_HOW TO COMPLETE THIS TASK_.
The answer must be the full listing, written out exactly.
[Opening EXERCISE MATERIALS section]
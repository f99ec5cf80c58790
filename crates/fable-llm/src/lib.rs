//! Generation service interface for the Fable workflow engine.
//!
//! The engine never talks to a model API directly: it builds a
//! [`GenerationSpec`] (role preset + instructions + prior artifacts) and hands
//! it to a [`GenerationService`]. Retry, backoff, and provider fallback are
//! composed around the trait by the engine, never baked into an adapter.

pub mod counter;
pub mod openai_compat;
pub mod service;
pub mod spec;

pub use counter::CallCounter;
pub use openai_compat::OpenAiCompatService;
pub use service::{DynService, GenerationService, ScriptedService};
pub use spec::{GenerationSpec, Generated, RolePreset, Usage};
[Closing EXERCISE MATERIALS section]
_OUTPUT FOR THIS EXERCISE_.
repository f99ec5cf80c58790
filename crates/fable-llm/src/lib.rs
//! Generation service interface for the Fable workflow engine.
//!
//! The engine never talks to a model API directly: it builds a
//! [`GenerationSpec`] (role preset + instructions + prior artifacts) and hands
//! it to a [`GenerationService`]. Retry, backoff, and provider fallback are
//! composed around the trait by the engine, never baked into an adapter.

pub mod counter;
pub mod openai_compat;
pub mod service;
pub mod spec;

pub use counter::CallCounter;
pub use openai_compat::OpenAiCompatService;
pub use service::{DynService, GenerationService, ScriptedService};
pub use spec::{GenerationSpec, Generated, RolePreset, Usage};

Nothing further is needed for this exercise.